HEMIHYDRATE

 

HEMIHYDRATE REACTION & FILTRATION SECTIONS FOR A PHOSPHORIC ACID PLANT

Brief Process Description

 

Introduction:

 

The design is based on personal experience of dihydrate, hemihydrate and hemi-dihydrate gained over the years. The plant is designed according to the latest technology available in the world. The design is tailored to have a low investment cost and a high operational factor. The design also takes into account safety in the workplace, low energy consumption and is also environmentally friendly, with a zero liquid effluent discharge during normal operation.
 

1.    THE HH REACTION SECTION

 

Concrete Design

This monolithic concrete reactor has six compartments lined with bromo-butyl rubber and graphite bricks. Agitators fabricated in duplex steel are specially designed to maximize mixing and minimize the consumption of defoamer.      

 

Hemihydrate_1










Phosphate rock is fed to the first compartment along with the controlled slurry recycle flow. A horizontal centrifugal pumps operates with variable speed control to effect the reactor recirculation.   In the first four compartments fitted with fully open passages between them, the rock is dissolved and a controlled percentage of calcium is precipitated by the action of the sulphate content of the recycle slurry. The fourth compartment overflows to the fifth compartment where sulphuric acid premixed with return acid from the filter is added in a proprietary mixing cone. This mixing cone is designed to operate without the need of regular cleaning. 

The slurry passes through an underflow to the sixth compartment. Slurry is pumped from the sixth compartment to a proprietary flash cooler. The use of a separate reactor recycle and flash-cooler pumps is based on experience when using blends with phosphate rocks containing large particles of abrasive silica. The filter feed pump feeds the HH belt filter. The gases from the flash cooler go to the vacuum section. The dip-pipe of the flash-cooler return is situated in an external chamber to prevent interference with the agitator of the fifth compartment. 

 

In this propose, there is no chance of accidental overflow of slurry from launders as the passages are within the monolithic reactor. Also the gas tightness of the concrete design is superior due to the single concrete roof fitted with two collectors for the off-gases. This minimizes vagrant emissions of off-gas to the environment around the reactors and creates a healthier environment. Access to the agitators is safe on the acid proof tiled roof as can be seen in the photo below.


Hemihydrate_2












2.    THE FLASH-COOLER VACUUM SECTION

This section has a droplet separation tower to remove entrained acid carry-over and has two towers with independent stages of absorption.  The system operates batchwise to maximize fluorine recovery efficiency. After the fluorine recovery section, there is a precondenser and a main condenser prior to the vacuum pumps.

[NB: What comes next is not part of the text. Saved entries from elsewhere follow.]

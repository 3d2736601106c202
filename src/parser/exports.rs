// Export records extracted from parsed Python modules
//
// These types are the fixed-shape result of export extraction: what a
// module makes visible, ready for namespace aggregation and rendering.

use serde::{Deserialize, Serialize};

/// The declarations visible from one module
#[derive(Debug, Clone, Default, Serialize, Deserialize, PartialEq)]
pub struct ExportSet {
    /// Module-level constant names, in source order
    pub constants: Vec<String>,
    /// Top-level functions, in source order
    pub functions: Vec<FunctionExport>,
    /// Top-level classes, in source order
    pub classes: Vec<ClassExport>,
}

impl ExportSet {
    pub fn new() -> Self {
        Self::default()
    }

    /// Check if the module exposes anything
    pub fn is_empty(&self) -> bool {
        self.constants.is_empty() && self.functions.is_empty() && self.classes.is_empty()
    }
}

/// An exported function or method
#[derive(Debug, Clone, Serialize, Deserialize, PartialEq)]
pub struct FunctionExport {
    /// Name plus parameter list as source-like text, e.g. `run(self, count=1)`
    pub signature: String,
    /// Leading docstring, if present
    pub docstring: Option<String>,
}

impl FunctionExport {
    pub fn new(signature: impl Into<String>) -> Self {
        Self {
            signature: signature.into(),
            docstring: None,
        }
    }

    pub fn with_docstring(signature: impl Into<String>, docstring: impl Into<String>) -> Self {
        Self {
            signature: signature.into(),
            docstring: Some(docstring.into()),
        }
    }

    /// First line of the docstring, trimmed
    pub fn summary(&self) -> Option<&str> {
        doc_summary(self.docstring.as_deref())
    }
}

/// An exported class
#[derive(Debug, Clone, Serialize, Deserialize, PartialEq)]
pub struct ClassExport {
    /// Class name
    pub name: String,
    /// Base-class expressions as written, empty if unrenderable
    pub bases: Vec<String>,
    /// Non-underscore methods, in declaration order
    pub methods: Vec<FunctionExport>,
    /// Leading docstring, if present
    pub docstring: Option<String>,
}

impl ClassExport {
    pub fn new(name: impl Into<String>) -> Self {
        Self {
            name: name.into(),
            bases: Vec::new(),
            methods: Vec::new(),
            docstring: None,
        }
    }

    /// Class name with its base list, e.g. `Dog(Animal)`; bare name if no bases
    pub fn signature(&self) -> String {
        if self.bases.is_empty() {
            self.name.clone()
        } else {
            format!("{}({})", self.name, self.bases.join(", "))
        }
    }

    /// First line of the docstring, trimmed
    pub fn summary(&self) -> Option<&str> {
        doc_summary(self.docstring.as_deref())
    }
}

/// Decide whether a top-level name is visible from its module.
///
/// A non-empty explicit export list is authoritative: only listed names
/// are visible, underscore-prefixed or not. Without one, the private-name
/// convention applies.
pub fn is_visible(name: &str, export_list: &[String]) -> bool {
    if export_list.is_empty() {
        !name.starts_with('_')
    } else {
        export_list.iter().any(|n| n == name)
    }
}

/// First line of a docstring, trimmed; None when absent or blank
pub fn doc_summary(docstring: Option<&str>) -> Option<&str> {
    let first = docstring?.lines().next()?.trim();
    if first.is_empty() {
        None
    } else {
        Some(first)
    }
}

#[cfg(test)]
mod tests {
    use super::*;

    #[test]
    fn test_export_set_empty() {
        let exports = ExportSet::new();
        assert!(exports.is_empty());
    }

    #[test]
    fn test_export_set_with_constant() {
        let mut exports = ExportSet::new();
        exports.constants.push("VERSION".to_string());
        assert!(!exports.is_empty());
    }

    #[test]
    fn test_function_export_summary() {
        let func = FunctionExport::with_docstring("run()", "Run the pipeline.\n\nDetails.");
        assert_eq!(func.summary(), Some("Run the pipeline."));

        let bare = FunctionExport::new("run()");
        assert_eq!(bare.summary(), None);
    }

    #[test]
    fn test_class_signature_with_bases() {
        let mut class = ClassExport::new("Dog");
        assert_eq!(class.signature(), "Dog");

        class.bases.push("Animal".to_string());
        class.bases.push("Loud".to_string());
        assert_eq!(class.signature(), "Dog(Animal, Loud)");
    }

    #[test]
    fn test_visibility_without_export_list() {
        assert!(is_visible("foo", &[]));
        assert!(!is_visible("_bar", &[]));
        assert!(!is_visible("__all__", &[]));
    }

    #[test]
    fn test_visibility_with_export_list() {
        let list = vec!["_bar".to_string()];
        assert!(is_visible("_bar", &list));
        assert!(!is_visible("foo", &list));
    }

    #[test]
    fn test_doc_summary_trims() {
        assert_eq!(doc_summary(Some("  Woof  \nmore")), Some("Woof"));
        assert_eq!(doc_summary(Some("")), None);
        assert_eq!(doc_summary(None), None);
    }

    #[test]
    fn test_serialization() {
        let mut exports = ExportSet::new();
        exports.functions.push(FunctionExport::new("run()"));
        let json = serde_json::to_string(&exports).expect("serialize");
        let parsed: ExportSet = serde_json::from_str(&json).expect("deserialize");
        assert_eq!(parsed, exports);
    }
}
// Symbol tree construction: walk the repository, parse each module,
// aggregate exports into a namespace tree.

pub mod namespace;
pub mod render;

pub use namespace::NamespaceNode;
pub use render::render;

use crate::error::Result;
use crate::parser::{FileOutcome, PythonParser};
use indicatif::{ProgressBar, ProgressStyle};
use std::path::{Path, PathBuf};
use walkdir::WalkDir;

/// Directory names never descended into during the walk
pub const EXCLUDED_DIRS: &[&str] = &["__pycache__", "build", "dist", "venv", ".git", ".github"];

/// Builds the namespace tree for a repository
pub struct TreeBuilder {
    parser: PythonParser,
    verbose: bool,
}

impl TreeBuilder {
    /// Create a new tree builder
    pub fn new() -> Result<Self> {
        Ok(Self {
            parser: PythonParser::new()?,
            verbose: false,
        })
    }

    /// Show a progress bar over the parse loop
    pub fn with_verbose(mut self, verbose: bool) -> Self {
        self.verbose = verbose;
        self
    }

    /// Build the repository name and its populated namespace tree.
    ///
    /// Files that fail to parse are dropped silently and the walk
    /// continues; I/O errors abort the run.
    pub fn build(&mut self, repo_path: &Path) -> Result<(String, NamespaceNode)> {
        let repo_path = repo_path.canonicalize()?;
        let repo_name = repo_path
            .file_name()
            .map(|n| n.to_string_lossy().to_string())
            .unwrap_or_else(|| "repo".to_string());

        let files = discover_files(&repo_path)?;
        let mut root = NamespaceNode::new();

        let progress = if self.verbose {
            let pb = ProgressBar::new(files.len() as u64);
            pb.set_style(
                ProgressStyle::default_bar()
                    .template("{spinner:.green} [{bar:40.cyan/blue}] {pos}/{len} {msg}")
                    .unwrap()
                    .progress_chars("#>-"),
            );
            Some(pb)
        } else {
            None
        };

        for path in &files {
            if let Some(ref pb) = progress {
                let msg = path
                    .file_name()
                    .unwrap_or_default()
                    .to_string_lossy()
                    .to_string();
                pb.set_message(msg);
                pb.inc(1);
            }

            match self.parser.parse_file(path)? {
                FileOutcome::Parsed(module) => {
                    let segments = module_path_segments(&repo_path, path);
                    root.insert(&segments, module);
                }
                FileOutcome::Skipped => {}
            }
        }

        if let Some(pb) = progress {
            pb.finish_with_message("Parsing complete");
        }

        Ok((repo_name, root))
    }
}

/// Build and render a repository outline in one pass
pub fn repo_tree(repo_path: &Path, docs: bool, verbose: bool) -> Result<Vec<String>> {
    let mut builder = TreeBuilder::new()?.with_verbose(verbose);
    let (repo_name, root) = builder.build(repo_path)?;
    Ok(render(&repo_name, &root, docs))
}

/// Discover Python files beneath the root, pruning excluded directories
/// structurally: children of an excluded directory are never visited.
/// Sorted so that module-path collisions resolve the same way on every
/// run.
fn discover_files(root: &Path) -> Result<Vec<PathBuf>> {
    let mut files = Vec::new();

    let walker = WalkDir::new(root)
        .into_iter()
        .filter_entry(|e| e.depth() == 0 || !is_excluded_dir(e));
    for entry in walker {
        let entry = entry?;
        if !entry.file_type().is_file() {
            continue;
        }
        let path = entry.path();
        if path.extension().map_or(false, |ext| ext == "py") {
            files.push(path.to_path_buf());
        }
    }

    files.sort();
    Ok(files)
}

fn is_excluded_dir(entry: &walkdir::DirEntry) -> bool {
    entry.file_type().is_dir()
        && entry
            .file_name()
            .to_str()
            .map_or(false, |name| EXCLUDED_DIRS.contains(&name))
}

/// Path segments for a source file relative to the repository root.
///
/// A package initializer maps to its directory's path (the repository
/// root initializer maps to the root itself, an empty path); any other
/// file appends its stem.
fn module_path_segments(root: &Path, file: &Path) -> Vec<String> {
    let relative = file.strip_prefix(root).unwrap_or(file);

    let mut segments: Vec<String> = relative
        .parent()
        .map(|p| {
            p.components()
                .filter_map(|c| c.as_os_str().to_str())
                .map(|s| s.to_string())
                .collect()
        })
        .unwrap_or_default();

    let stem = relative
        .file_stem()
        .and_then(|s| s.to_str())
        .unwrap_or_default();
    if stem != "__init__" {
        segments.push(stem.to_string());
    }

    segments
}
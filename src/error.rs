use std::path::PathBuf;
use thiserror::Error;

/// Treeline error types
#[derive(Error, Debug)]
pub enum Error {
    #[error("IO error: {0}")]
    Io(#[from] std::io::Error),

    #[error("Failed to parse config file: {0}")]
    ConfigParse(#[from] toml::de::Error),

    #[error("Config validation error: {0}")]
    ConfigValidation(String),

    #[error("Path not found: {0}")]
    PathNotFound(PathBuf),

    #[error("Not a directory: {0}")]
    NotADirectory(PathBuf),

    #[error("Directory walk error: {0}")]
    WalkDir(#[from] walkdir::Error),

    #[error("Ignore pattern error: {0}")]
    Ignore(#[from] ignore::Error),

    #[error("Parser error: {0}")]
    Parser(String),

    #[error("{0}")]
    Other(String),
}

/// Result type alias for Treeline operations
pub type Result<T> = std::result::Result<T, Error>;

impl Error {
    /// Create a config validation error
    pub fn config_validation(msg: impl Into<String>) -> Self {
        Error::ConfigValidation(msg.into())
    }

    /// Create a parser error
    pub fn parser(msg: impl Into<String>) -> Self {
        Error::Parser(msg.into())
    }

    /// Create a generic error
    pub fn other(msg: impl Into<String>) -> Self {
        Error::Other(msg.into())
    }
}
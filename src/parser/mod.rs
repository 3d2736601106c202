// Parser module for extracting exports from source files

pub mod exports;
mod python;

pub use exports::{doc_summary, is_visible, ClassExport, ExportSet, FunctionExport};
pub use python::{FileOutcome, ParsedModule, PythonParser};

3.    THE HEMIHYDRATE OFF-GAS SCRUBBING SECTION

This section is based on the installation of a hemihydrate reactor which has proved to easily meet the limits of 5 mg/Nm3.  It consists of a first stage quench venturi on recycled cooling water followed by a void tower. The gases exiting the void tower go to a second venturi, and on to a second void tower fitted with a bed of floating-balls acting as a primary demister. 

A variable speed fan draws from the second void tower and the gases are combined with those from the filtration off-gas section, before passing through a cyclonic separator and a chevron mist eliminator and going to the stack. 

A sketch of the system installed is attached below: 


Hemihydrate

 

 

 

 

 

 

 

 

 

 

 

 

4.    THE FILTRATION OFF-GAS SCRUBBING SECTION

This section consists of a multi-stage venturi scrubber system with auxiliary variable speed fan. Gases combine with those of the Hemihydrate Off-gas Scrubbing system prior to being routed to the stack. The unit might have two or three stages, but the overall layout is usually similar to the sketch below.
 Hemihydrate 

 

 

 

 

 

 

 

 

 

 

5.    THE HEMIHYDRATE FILTRATION SECTION

This section consists of two horizontal belt filters operating in parallel. They have two counter-current washes that use as make-up the filtrate from the dihydrate filter. These filters discharge into two independent transformation sections, operating in parallel with the cake being reslurried also by filtrate, from the dihydrate filter. Off-gas from the filter hood goes to the Filtration Off-gas Scrubbing Section.

 
HEMIHYDRATE-DIHYDRATE TRANSFORMATION ADDITION
 

1.    THE TRANSFORMATION SECTION

 Hemihydrate
 

 

 

 

  

 

This section comprises two tanks in series, the first with a high powered agitator to re-pulp and blend the HH cake in the \DH slurry and the second with an agitator designed for high flow and low power input. 

A controlled flow of sulphuric acid is fed to the first tank and a small controlled recycle flow from the second transformation tank to the first. A filter feed pump delivers slurry to the dihydrate filter. Off-gas goes to the Filtration Off-gas Scrubbing Section.

 

2.    THE DIHYDRATE FILTRATION SECTION

This section is consists of a horizontal belt filter fitted with two counter-current washes. Hot water from the precondenser can be used for the final wash, prior to cake discharge. The filtrates are returned to the hemihydrate filtration section as wash water and also for sluicing the discharged hemihydrate cake into the transformation section. Off-gas from the filter hood goes to the Filtration Off-gas Scrubbing Section. A split vacuum box on the final cake drainage section can be used, with two separate vacuum systems, to ensure minimum moisture in the discharged dihydrate cake.
 

EVAPORATION UNIT

Brief Process Description

 

Introduction:

The design basis of an evaporator must define the feed and product strengths. The sizing of the evaporator is based on water evaporated. If the capacity is 900 tpd P₂O₅ when the weak acid has 40% P₂O₅ and the product has 54% P₂O₅, then the water evaporated is 582 tpd H₂O – if 3 evaporators are used, each one will evaporate 200 tpd of water; if only two are used, then each one will evaporate 300 tpd of water.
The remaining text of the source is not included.